Work required: Repeat exactly, and only, the lines of the entries below from the one with "if let Some(rest) = line.strip_prefix(SUMMARY_KEY)" through the one with "let rest = rest.trim();", both ends included.

Collected data
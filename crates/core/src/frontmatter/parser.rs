//! Front-matter scanning for the `summary` and `read_when` keys.
//!
//! This is deliberately not a YAML parser. The header block is read line by
//! line with two states: idle, or capturing a `read_when` bullet list.

use super::types::{ExtractionStatus, FrontMatter};

const DELIMITER: &str = "---";
const SUMMARY_KEY: &str = "summary:";
const READ_WHEN_KEY: &str = "read_when:";

/// Parse front matter from document content.
///
/// The block must open on the very first line:
/// ```markdown
/// ---
/// summary: Deploying the API
/// read_when: [deploys, release]
/// ---
/// # Document content
/// ```
pub fn parse_front_matter(content: &str) -> FrontMatter {
    let content = content.strip_prefix('\u{feff}').unwrap_or(content);
    let mut lines = content.lines();

    if !lines.next().is_some_and(is_delimiter) {
        return FrontMatter::failed(ExtractionStatus::MissingDelimiter);
    }

    let mut scanner = Scanner::default();
    let mut closed = false;
    for line in lines {
        if is_delimiter(line) {
            closed = true;
            break;
        }
        scanner.feed(line);
    }

    if !closed {
        return FrontMatter::failed(ExtractionStatus::UnterminatedBlock);
    }

    scanner.finish()
}

fn is_delimiter(line: &str) -> bool {
    line.strip_suffix('\r').unwrap_or(line) == DELIMITER
}

#[derive(Debug, Clone, Copy, PartialEq, Eq, Default)]
enum ScanState {
    #[default]
    Idle,
    CapturingList,
}

#[derive(Debug, Default)]
struct Scanner {
    state: ScanState,
    raw_summary: Option<String>,
    read_when: Vec<String>,
}

impl Scanner {
    fn feed(&mut self, raw: &str) {
        let line = raw.trim();

        if let Some(rest) = line.strip_prefix(SUMMARY_KEY) {
            // Last occurrence wins.
            self.raw_summary = Some(rest.to_string());
            self.state = ScanState::Idle;
            return;
        }

        if let Some(rest) = line.strip_prefix(READ_WHEN_KEY) {
            let rest = rest.trim();
            if let Some(inner) = rest.strip_prefix('[').and_then(|r| r.strip_suffix(']')) {
                self.read_when.extend(parse_inline_list(inner).unwrap_or_default());
                self.state = ScanState::Idle;
            } else {
                self.state = ScanState::CapturingList;
            }
            return;
        }

        if self.state == ScanState::CapturingList {
            if line.is_empty() {
                return;
            }
            if let Some(item) = bullet_item(line) {
                if !item.is_empty() {
                    self.read_when.push(item.to_string());
                }
                return;
            }
            // Not a bullet: the list is over and this line was not a known key.
            self.state = ScanState::Idle;
        }
    }

    fn finish(self) -> FrontMatter {
        let status = match self.raw_summary {
            None => ExtractionStatus::MissingSummaryKey,
            Some(raw) => {
                let summary = normalize_summary(&raw);
                if summary.is_empty() {
                    ExtractionStatus::EmptySummary
                } else {
                    ExtractionStatus::Success { summary }
                }
            }
        };
        FrontMatter { status, read_when: self.read_when }
    }
}

fn bullet_item(line: &str) -> Option<&str> {
    if line == "-" {
        return Some("");
    }
    line.strip_prefix("- ").map(str::trim)
}

/// Parse the inside of `[a, "b, c", 'd']`.
///
/// Returns `None` when the content is malformed: nested brackets, an
/// unterminated quote, or text trailing a quoted item.
fn parse_inline_list(inner: &str) -> Option<Vec<String>> {
    let mut items = Vec::new();
    let mut current = String::new();
    let mut quote: Option<char> = None;

    for ch in inner.chars() {
        if let Some(q) = quote {
            if ch == q {
                quote = None;
            }
            current.push(ch);
            continue;
        }
        match ch {
            '[' | ']' => return None,
            '"' | '\'' if current.trim().is_empty() => {
                quote = Some(ch);
                current.push(ch);
            }
            ',' => items.push(std::mem::take(&mut current)),
            _ => current.push(ch),
        }
    }

    if quote.is_some() {
        return None;
    }
    items.push(current);

    let mut hints = Vec::new();
    for item in &items {
        let item = item.trim();
        let value = if item.starts_with(['"', '\'']) {
            let unquoted = strip_matching_quotes(item);
            if unquoted.len() == item.len() {
                return None;
            }
            unquoted.trim()
        } else {
            item
        };
        if !value.is_empty() {
            hints.push(value.to_string());
        }
    }
    Some(hints)
}

fn strip_matching_quotes(s: &str) -> &str {
    for q in ['"', '\''] {
        if s.len() >= 2 && s.starts_with(q) && s.ends_with(q) {
            return &s[1..s.len() - 1];
        }
    }
    s
}

fn normalize_summary(raw: &str) -> String {
    strip_matching_quotes(raw.trim()).split_whitespace().collect::<Vec<_>>().join(" ")
}

#[cfg(test)]
mod tests {
    use super::*;
    use rstest::rstest;

    fn hints(fm: &FrontMatter) -> Vec<&str> {
        fm.read_when.iter().map(String::as_str).collect()
    }

    #[rstest]
    #[case::no_block("# Title\n\nbody", ExtractionStatus::MissingDelimiter)]
    #[case::empty_file("", ExtractionStatus::MissingDelimiter)]
    #[case::leading_blank_line("\n---\nsummary: x\n---\n", ExtractionStatus::MissingDelimiter)]
    #[case::four_dashes("----\nsummary: x\n---\n", ExtractionStatus::MissingDelimiter)]
    #[case::never_closed("---\nsummary: x\n# Body", ExtractionStatus::UnterminatedBlock)]
    #[case::only_opening("---", ExtractionStatus::UnterminatedBlock)]
    #[case::no_summary("---\ntitle: x\n---\n", ExtractionStatus::MissingSummaryKey)]
    #[case::empty_block("---\n---\n", ExtractionStatus::MissingSummaryKey)]
    #[case::blank_summary("---\nsummary:\n---\n", ExtractionStatus::EmptySummary)]
    #[case::quoted_blank("---\nsummary: \"   \"\n---\n", ExtractionStatus::EmptySummary)]
    fn failure_statuses(#[case] content: &str, #[case] expected: ExtractionStatus) {
        let fm = parse_front_matter(content);
        assert_eq!(fm.status, expected);
        assert_eq!(fm.summary(), None);
    }

    #[rstest]
    #[case::plain("summary: REST API", "REST API")]
    #[case::double_quoted("summary: \"  REST   API \"", "REST API")]
    #[case::single_quoted("summary: 'Auth flow'", "Auth flow")]
    #[case::mismatched_quotes("summary: \"Auth flow'", "\"Auth flow'")]
    #[case::tabs_collapsed("summary: a\t\tb   c", "a b c")]
    #[case::inner_quotes_kept("summary: The \"fast\" path", "The \"fast\" path")]
    fn summary_normalization(#[case] line: &str, #[case] expected: &str) {
        let fm = parse_front_matter(&format!("---\n{line}\n---\n"));
        assert_eq!(fm.summary(), Some(expected));
    }

    #[test]
    fn last_summary_wins() {
        let fm = parse_front_matter("---\nsummary: first\nsummary: second\n---\n");
        assert_eq!(fm.summary(), Some("second"));
    }

    #[test]
    fn later_blank_summary_overrides_earlier_value() {
        let fm = parse_front_matter("---\nsummary: first\nsummary:\n---\n");
        assert_eq!(fm.status, ExtractionStatus::EmptySummary);
    }

    #[test]
    fn inline_list() {
        let fm = parse_front_matter("---\nsummary: x\nread_when: [API, auth]\n---\n");
        assert_eq!(hints(&fm), vec!["API", "auth"]);
    }

    #[test]
    fn inline_list_with_quoted_items() {
        let fm = parse_front_matter(
            "---\nsummary: x\nread_when: [\"adding routes, handlers\", 'tests', ]\n---\n",
        );
        assert_eq!(hints(&fm), vec!["adding routes, handlers", "tests"]);
    }

    #[rstest]
    #[case::nested("read_when: [a, [b]]")]
    #[case::unterminated_quote("read_when: [\"a, b]")]
    #[case::trailing_text("read_when: [\"a\" b, c]")]
    #[case::empty("read_when: []")]
    fn malformed_or_empty_inline_list_yields_no_hints(#[case] line: &str) {
        let fm = parse_front_matter(&format!("---\nsummary: ok\n{line}\n---\n"));
        assert!(fm.read_when.is_empty());
        assert_eq!(fm.summary(), Some("ok"));
    }

    #[test]
    fn inline_list_ends_capture() {
        let fm = parse_front_matter("---\nsummary: x\nread_when: [a]\n- b\n---\n");
        assert_eq!(hints(&fm), vec!["a"]);
    }

    #[test]
    fn block_list_skips_blank_lines() {
        let fm = parse_front_matter(concat!(
            "---\nsummary: x\nread_when:\n",
            "  - adding endpoints\n\n  - auth changes\n  - db migrations\n---\n",
        ));
        assert_eq!(hints(&fm), vec!["adding endpoints", "auth changes", "db migrations"]);
    }

    #[test]
    fn block_list_ends_on_other_line() {
        let fm = parse_front_matter(
            "---\nread_when:\n- one\nowner: someone\n- stray\nsummary: late\n---\n",
        );
        assert_eq!(hints(&fm), vec!["one"]);
        assert_eq!(fm.summary(), Some("late"));
    }

    #[test]
    fn summary_line_ends_capture() {
        let fm = parse_front_matter("---\nread_when:\n- one\nsummary: s\n- two\n---\n");
        assert_eq!(hints(&fm), vec!["one"]);
        assert_eq!(fm.summary(), Some("s"));
    }

    #[test]
    fn empty_bullets_are_skipped() {
        let fm = parse_front_matter("---\nsummary: s\nread_when:\n-\n-   \n- real\n---\n");
        assert_eq!(hints(&fm), vec!["real"]);
    }

    #[test]
    fn duplicate_hints_are_kept_in_order() {
        let fm = parse_front_matter(
            "---\nsummary: s\nread_when: [a, b]\nread_when:\n- a\n---\n",
        );
        assert_eq!(hints(&fm), vec!["a", "b", "a"]);
    }

    #[test]
    fn hints_survive_missing_summary() {
        let fm = parse_front_matter("---\nread_when: [a]\n---\n");
        assert_eq!(fm.status, ExtractionStatus::MissingSummaryKey);
        assert_eq!(hints(&fm), vec!["a"]);
    }

    #[test]
    fn content_after_closing_delimiter_is_ignored() {
        let fm = parse_front_matter("---\nsummary: head\n---\nsummary: body\n---\n");
        assert_eq!(fm.summary(), Some("head"));
    }

    #[test]
    fn crlf_and_bom_are_tolerated() {
        let fm = parse_front_matter(
            "\u{feff}---\r\nsummary: windows\r\nread_when:\r\n- x\r\n---\r\n",
        );
        assert_eq!(fm.summary(), Some("windows"));
        assert_eq!(hints(&fm), vec!["x"]);
    }

    #[test]
    fn unknown_keys_are_ignored() {
        let fm = parse_front_matter("---\ntitle: T\ntags: [a]\nsummary: s\n---\n");
        assert_eq!(fm.summary(), Some("s"));
        assert!(fm.read_when.is_empty());
    }
}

Solution for this exercise:
        if let Some(rest) = line.strip_prefix(SUMMARY_KEY) {
            // Last occurrence wins.
            self.raw_summary = Some(rest.to_string());
            self.state = ScanState::Idle;
            return;
        }

        if let Some(rest) = line.strip_prefix(READ_WHEN_KEY) {
            let rest = rest.trim();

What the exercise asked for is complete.